Jimin looks slightly concerned. "Do I want to know why you know how to do that?"
"Probably not," Irya says cheerfully. "But that's why I love her."
You finally locate your keys, jamming them into the lock. It sticks—because of course it does, these old-ass doors—and you have to do that weird wiggle thing to get it open. "The last thing I need is a lawsuit for attempted murder by coffee."
"It wouldn't kill him," Yeji argues. "Just, you know. Mild poisoning. Character building."
"Pretty sure that's still illegal," Jimin says.
"Only if you get caught."
The door finally gives, swinging open to reveal... nobody. The living room's empty, thank fuck. No sign of Yoongi or—more importantly—no sign of him. Maybe they're both out. Maybe you'll actually get through this pizza night without any—
"Yo, this is actually nice," Yeji says, already making herself at home on the couch. "When you said 'bros' cave' I was expecting, like, beer pong tables and stolen street signs."
"Those are in Jungkook's room," you mutter, dropping the coffee bag on the kitchen counter. Not that you've seen his room. You haven't. Obviously.
Irya's examining the vinyl collection by the TV. "These are good albums. Your roommates have taste."

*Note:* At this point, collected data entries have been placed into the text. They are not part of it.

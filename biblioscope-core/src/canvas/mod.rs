//! # Canvas
//!
//! The page seen as a set of named render targets plus an opaque chart
//! widget library. Views write through the [`RenderSink`] trait; [`Canvas`]
//! is the in-memory implementation used by tests and the terminal driver.

pub mod components;
pub mod protocol;
pub mod renderer;
pub mod slot;

pub use components::{ChartDataset, ChartSpec};
pub use protocol::{CanvasSnapshot, ChartWidget, Notification, TargetContent, TargetState};
pub use renderer::{RankedColumn, escape_html};
pub use slot::{ChartHandle, VisualizationSlot};

use std::collections::{BTreeMap, HashMap};
use std::sync::{Mutex, MutexGuard, PoisonError};
use uuid::Uuid;

/// Write access to the page's render targets and chart widgets.
///
/// Every call is synchronous; callers hold their own view lock across a
/// sequence of writes so no other task interleaves.
pub trait RenderSink: Send + Sync {
    /// Replace a target's content with an HTML fragment.
    fn set_html(&self, target: &str, html: String);

    /// Replace a target's content with plain text.
    fn set_text(&self, target: &str, text: String);

    /// Set the value of an input target.
    fn set_value(&self, target: &str, value: &str);

    fn set_visible(&self, target: &str, visible: bool);

    fn set_enabled(&self, target: &str, enabled: bool);

    /// Empty a target's content.
    fn clear(&self, target: &str);

    /// Raise a blocking notification.
    fn notify(&self, message: &str);

    /// Construct a chart widget bound to `target`.
    fn create_chart(&self, target: &str, spec: &ChartSpec) -> Uuid;

    /// Destroy a chart widget. Unknown ids are ignored.
    fn destroy_chart(&self, id: Uuid);
}

#[derive(Debug, Default)]
struct CanvasState {
    targets: BTreeMap<String, TargetState>,
    charts: HashMap<Uuid, ChartWidget>,
    notifications: Vec<Notification>,
}

/// In-memory page. Absent targets read as empty, visible and enabled.
#[derive(Debug, Default)]
pub struct Canvas {
    state: Mutex<CanvasState>,
}

impl Canvas {
    pub fn new() -> Self {
        Self::default()
    }

    fn lock(&self) -> MutexGuard<'_, CanvasState> {
        self.state.lock().unwrap_or_else(PoisonError::into_inner)
    }

    fn with_target(&self, target: &str, f: impl FnOnce(&mut TargetState)) {
        let mut state = self.lock();
        f(state.targets.entry(target.to_string()).or_default());
    }

    /// Current state of a target.
    pub fn target(&self, target: &str) -> TargetState {
        self.lock().targets.get(target).cloned().unwrap_or_default()
    }

    /// Content of a target as a string (markup or text).
    pub fn content(&self, target: &str) -> String {
        self.target(target).content.as_str().to_string()
    }

    pub fn value(&self, target: &str) -> String {
        self.target(target).value
    }

    pub fn is_visible(&self, target: &str) -> bool {
        self.target(target).visible
    }

    pub fn is_enabled(&self, target: &str) -> bool {
        self.target(target).enabled
    }

    /// Number of live chart widgets bound to `target`.
    pub fn live_charts(&self, target: &str) -> usize {
        self.lock()
            .charts
            .values()
            .filter(|c| c.target == target)
            .count()
    }

    pub fn total_live_charts(&self) -> usize {
        self.lock().charts.len()
    }

    pub fn is_chart_live(&self, id: Uuid) -> bool {
        self.lock().charts.contains_key(&id)
    }

    /// Spec of the live chart bound to `target`, if any.
    pub fn chart(&self, target: &str) -> Option<ChartSpec> {
        self.lock()
            .charts
            .values()
            .find(|c| c.target == target)
            .map(|c| c.spec.clone())
    }

    pub fn notifications(&self) -> Vec<String> {
        self.lock()
            .notifications
            .iter()
            .map(|n| n.message.clone())
            .collect()
    }

    pub fn snapshot(&self) -> CanvasSnapshot {
        let state = self.lock();
        let mut charts: Vec<ChartWidget> = state.charts.values().cloned().collect();
        charts.sort_by(|a, b| a.target.cmp(&b.target));
        CanvasSnapshot {
            targets: state.targets.clone(),
            charts,
            notifications: state.notifications.clone(),
        }
    }
}

impl RenderSink for Canvas {
    fn set_html(&self, target: &str, html: String) {
        self.with_target(target, |t| t.content = TargetContent::Markup(html));
    }

    fn set_text(&self, target: &str, text: String) {
        self.with_target(target, |t| t.content = TargetContent::Text(text));
    }

    fn set_value(&self, target: &str, value: &str) {
        self.with_target(target, |t| t.value = value.to_string());
    }

    fn set_visible(&self, target: &str, visible: bool) {
        self.with_target(target, |t| t.visible = visible);
    }

    fn set_enabled(&self, target: &str, enabled: bool) {
        self.with_target(target, |t| t.enabled = enabled);
    }

    fn clear(&self, target: &str) {
        self.with_target(target, |t| t.content = TargetContent::Empty);
    }

    fn notify(&self, message: &str) {
        self.lock().notifications.push(Notification::new(message));
    }

    fn create_chart(&self, target: &str, spec: &ChartSpec) -> Uuid {
        let widget = ChartWidget {
            id: Uuid::new_v4(),
            target: target.to_string(),
            spec: spec.clone(),
            created_at: chrono::Utc::now(),
        };
        let id = widget.id;
        self.lock().charts.insert(id, widget);
        id
    }

    fn destroy_chart(&self, id: Uuid) {
        self.lock().charts.remove(&id);
    }
}
//! # Analytics API
//!
//! The explorer consumes a remote JSON/HTTP analytics service. This module
//! names every logical operation as an [`ApiRequest`], hides the transport
//! behind the [`AnalyticsBackend`] trait, and decodes responses into the
//! view models of [`crate::types`] through [`AnalyticsClient`].

pub mod http;
pub mod mock;

pub use http::HttpBackend;
pub use mock::MockBackend;

use async_trait::async_trait;
use serde::Serialize;
use serde::de::DeserializeOwned;
use serde_json::Value;
use std::sync::Arc;
use tracing::debug;

use crate::config::ApiConfig;
use crate::error::{ExplorerError, Result};
use crate::types::{
    AnalyticsFilter, AnalyticsReport, Article, Coauthor, EntityOverview, EntityType, FieldCountryShare,
    FieldShare, GlobalStats, RankedLists, Rankings, SearchCandidate, id_from_value,
};

/// One logical query against the analytics service.
#[derive(Debug, Clone, PartialEq, Eq, Hash, Serialize)]
#[serde(tag = "op", rename_all = "snake_case")]
pub enum ApiRequest {
    Search { entity: EntityType, query: String },
    SearchInstitutions { country_id: String, query: String },
    Overview { entity: EntityType, id: String },
    CountryInstitutions { country_id: String },
    FieldDistribution { entity: EntityType, id: String },
    ResearcherArticles { id: String },
    ResearcherCoauthors { id: String },
    FieldOverview { field: String },
    FieldCountries { field: String },
    FieldCountryResearchers { field: String, country_id: String },
    Analytics(AnalyticsFilter),
    Rankings { entity: EntityType },
    GlobalStats,
}

impl ApiRequest {
    /// Relative URL of this request, with every free-text value and path id
    /// percent-encoded.
    pub fn path_and_query(&self, api: &ApiConfig) -> String {
        let prefix = api.api_prefix.trim_end_matches('/');
        let enc = |s: &str| urlencoding::encode(s).into_owned();
        match self {
            ApiRequest::Search { entity, query } => {
                format!("{}/{}/search?q={}", prefix, entity.plural(), enc(query))
            }
            ApiRequest::SearchInstitutions { country_id, query } => format!(
                "{}/institutions/search?country_id={}&q={}",
                prefix,
                enc(country_id),
                enc(query)
            ),
            ApiRequest::Overview { entity, id } => {
                format!("{}/{}/{}/overview", prefix, entity.singular(), enc(id))
            }
            ApiRequest::CountryInstitutions { country_id } => {
                format!("{}/country/{}/institutions", prefix, enc(country_id))
            }
            ApiRequest::FieldDistribution { entity, id } => {
                format!("{}/{}/{}/fields", prefix, entity.singular(), enc(id))
            }
            ApiRequest::ResearcherArticles { id } => {
                format!("{}/researcher/{}/articles", prefix, enc(id))
            }
            ApiRequest::ResearcherCoauthors { id } => {
                format!("{}/researcher/{}/coauthors", prefix, enc(id))
            }
            ApiRequest::FieldOverview { field } => {
                format!("{}/field/overview?field={}", prefix, enc(field))
            }
            ApiRequest::FieldCountries { field } => {
                format!("{}/field/countries?field={}", prefix, enc(field))
            }
            ApiRequest::FieldCountryResearchers { field, country_id } => format!(
                "{}/field/country/researchers?field={}&country_id={}",
                prefix,
                enc(field),
                enc(country_id)
            ),
            ApiRequest::Analytics(filter) => {
                let filter = filter.normalized();
                let params: Vec<String> = [
                    ("country_id", &filter.country_id),
                    ("institution_id", &filter.institution_id),
                    ("field", &filter.field),
                ]
                .into_iter()
                .filter_map(|(key, value)| value.as_deref().map(|v| format!("{}={}", key, enc(v))))
                .collect();
                if params.is_empty() {
                    api.analytics_path.clone()
                } else {
                    format!("{}?{}", api.analytics_path, params.join("&"))
                }
            }
            ApiRequest::Rankings { entity } => format!("{}/overview/{}", prefix, entity.plural()),
            ApiRequest::GlobalStats => format!("{}/overview/stats", prefix),
        }
    }

    /// Short noun for notifications ("Failed to fetch ...").
    pub fn describe(&self) -> &'static str {
        match self {
            ApiRequest::Search { .. } | ApiRequest::SearchInstitutions { .. } => "suggestions",
            ApiRequest::Overview { .. } => "overview",
            ApiRequest::CountryInstitutions { .. } => "institutions",
            ApiRequest::FieldDistribution { .. } => "field statistics",
            ApiRequest::ResearcherArticles { .. } => "articles",
            ApiRequest::ResearcherCoauthors { .. } => "co-authors",
            ApiRequest::FieldOverview { .. } => "field overview",
            ApiRequest::FieldCountries { .. } => "country contribution",
            ApiRequest::FieldCountryResearchers { .. } => "researchers",
            ApiRequest::Analytics(_) => "analytics",
            ApiRequest::Rankings { .. } => "rankings",
            ApiRequest::GlobalStats => "statistics",
        }
    }
}

/// Transport seam to the analytics service.
///
/// Implementors include `HttpBackend` (reqwest) for production and
/// `MockBackend` for tests.
#[async_trait]
pub trait AnalyticsBackend: Send + Sync {
    /// Perform the request and return the raw JSON body.
    async fn get(&self, request: &ApiRequest) -> Result<Value>;
}

/// Extract the server's `{"error": "..."}` message, if present.
pub fn domain_error_message(body: &Value) -> Option<String> {
    body.as_object()?
        .get("error")?
        .as_str()
        .map(str::to_string)
}

/// Typed facade over an [`AnalyticsBackend`].
#[derive(Clone)]
pub struct AnalyticsClient {
    backend: Arc<dyn AnalyticsBackend>,
}

impl AnalyticsClient {
    pub fn new(backend: Arc<dyn AnalyticsBackend>) -> Self {
        Self { backend }
    }

    /// Fetch the raw body, turning an embedded `error` key into a domain error.
    pub async fn fetch_value(&self, request: &ApiRequest) -> Result<Value> {
        debug!(request = ?request, "Issuing analytics request");
        let body = self.backend.get(request).await?;
        if let Some(message) = domain_error_message(&body) {
            return Err(ExplorerError::Domain { message });
        }
        Ok(body)
    }

    async fn fetch<T: DeserializeOwned>(&self, request: ApiRequest) -> Result<T> {
        let body = self.fetch_value(&request).await?;
        serde_json::from_value(body).map_err(|e| ExplorerError::Decode {
            message: format!("{}: {}", request.describe(), e),
        })
    }

    /// Entity-scoped text search. Institutions should go through
    /// [`AnalyticsClient::search_institutions`] once a country is known.
    pub async fn search(&self, entity: EntityType, query: &str) -> Result<Vec<SearchCandidate>> {
        let body = self
            .fetch_value(&ApiRequest::Search {
                entity,
                query: query.to_string(),
            })
            .await?;
        candidates_from_value(body)
    }

    pub async fn search_institutions(
        &self,
        country_id: &str,
        query: &str,
    ) -> Result<Vec<SearchCandidate>> {
        let body = self
            .fetch_value(&ApiRequest::SearchInstitutions {
                country_id: country_id.to_string(),
                query: query.to_string(),
            })
            .await?;
        candidates_from_value(body)
    }

    pub async fn overview(&self, entity: EntityType, id: &str) -> Result<EntityOverview> {
        self.fetch(ApiRequest::Overview {
            entity,
            id: id.to_string(),
        })
        .await
    }

    pub async fn country_institutions(&self, country_id: &str) -> Result<RankedLists> {
        self.fetch(ApiRequest::CountryInstitutions {
            country_id: country_id.to_string(),
        })
        .await
    }

    pub async fn field_distribution(&self, entity: EntityType, id: &str) -> Result<Vec<FieldShare>> {
        self.fetch(ApiRequest::FieldDistribution {
            entity,
            id: id.to_string(),
        })
        .await
    }

    pub async fn researcher_articles(&self, id: &str) -> Result<Vec<Article>> {
        self.fetch(ApiRequest::ResearcherArticles { id: id.to_string() })
            .await
    }

    pub async fn researcher_coauthors(&self, id: &str) -> Result<Vec<Coauthor>> {
        self.fetch(ApiRequest::ResearcherCoauthors { id: id.to_string() })
            .await
    }

    pub async fn field_overview(&self, field: &str) -> Result<RankedLists> {
        let body = self
            .fetch_value(&ApiRequest::FieldOverview {
                field: field.to_string(),
            })
            .await?;
        ranked_lists_from_value(body)
    }

    pub async fn field_countries(&self, field: &str) -> Result<Vec<FieldCountryShare>> {
        self.fetch(ApiRequest::FieldCountries {
            field: field.to_string(),
        })
        .await
    }

    /// Researchers of one field within one country.
    pub async fn field_country_researchers(
        &self,
        field: &str,
        country_id: &str,
    ) -> Result<RankedLists> {
        let body = self
            .fetch_value(&ApiRequest::FieldCountryResearchers {
                field: field.to_string(),
                country_id: country_id.to_string(),
            })
            .await?;
        ranked_lists_from_value(body)
    }

    pub async fn analytics(&self, filter: &AnalyticsFilter) -> Result<AnalyticsReport> {
        self.fetch(ApiRequest::Analytics(filter.normalized())).await
    }

    pub async fn rankings(&self, entity: EntityType) -> Result<Rankings> {
        self.fetch(ApiRequest::Rankings { entity }).await
    }

    pub async fn global_stats(&self) -> Result<GlobalStats> {
        self.fetch(ApiRequest::GlobalStats).await
    }
}

/// Decode a search response. Fields come back as bare strings; every other
/// entity as `{id, name}` or `{id, full_name}`.
fn candidates_from_value(body: Value) -> Result<Vec<SearchCandidate>> {
    let Value::Array(items) = body else {
        return Err(ExplorerError::Decode {
            message: "suggestions: expected a JSON array".into(),
        });
    };
    let candidates = items
        .into_iter()
        .filter_map(|item| match item {
            Value::String(name) => Some(SearchCandidate::field(name)),
            Value::Object(map) => {
                let name = ["name", "full_name", "display_name"]
                    .iter()
                    .find_map(|key| map.get(*key).and_then(Value::as_str))?
                    .to_string();
                let id = map
                    .get("id")
                    .and_then(id_from_value)
                    .unwrap_or_else(|| name.clone());
                Some(SearchCandidate::new(id, name))
            }
            _ => None,
        })
        .collect();
    Ok(candidates)
}

/// The field endpoints answer `[]` instead of an object when nothing matches.
fn ranked_lists_from_value(body: Value) -> Result<RankedLists> {
    match body {
        Value::Array(items) if items.is_empty() => Ok(RankedLists::default()),
        other => Ok(serde_json::from_value(other)?),
    }
}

"Those are Yoongi's." Probably. You're like 90% sure they're Yoongi's. You've never actually asked.
"The place is surprisingly clean," Jimin notes, still hovering politely by the door. "Need help with anything?"
"Nah, just—" You pause as something orange streaks past. "Oh, shit, wait—Griffin, no—"
Too late. Your cat roommate's already winding between Jimin's legs, purring like the attention whore he is.
"You have a cat?" Irya drops to her knees immediately. "Oh my god, he's gorgeous."
"He's not mine." You dump your bag on the counter. "He's Jungkook's emotional support menace."
"Like owner, like cat," Yeji says, watching Griffin charm his way into Jimin's arms.
"True." You roll your eyes. "Demanding, dramatic, and constantly in the way."
Griffin headbutts Jimin's shin, purring louder.
"Should I..." He looks uncertain. "Is this okay?"
"Yeah, he does that." You start unpacking the coffee capsules. “He's harmless. Just attention-starved and thinks he owns the place."
"Again," Yeji says, "like owner, like cat."
"Pretty much.”
"At least the cat's cute." She stretches out on the couch, combat boots definitely leaving marks. "Makes up for the personality."
"Tragic how the genes weren't distributed evenly," you mutter, strategizing about how to arrange the coffee capsules in the cabinet. Normal ones for Yoongi, vanilla ones hidden in the back where grabby hands can't reach them.
Irya's still on the floor with Griffin, who's now rolled onto his back. "I don't know, he seems sweet."
"The cat? Yeah." You slam the cabinet open. "The owner? Walking nightmare."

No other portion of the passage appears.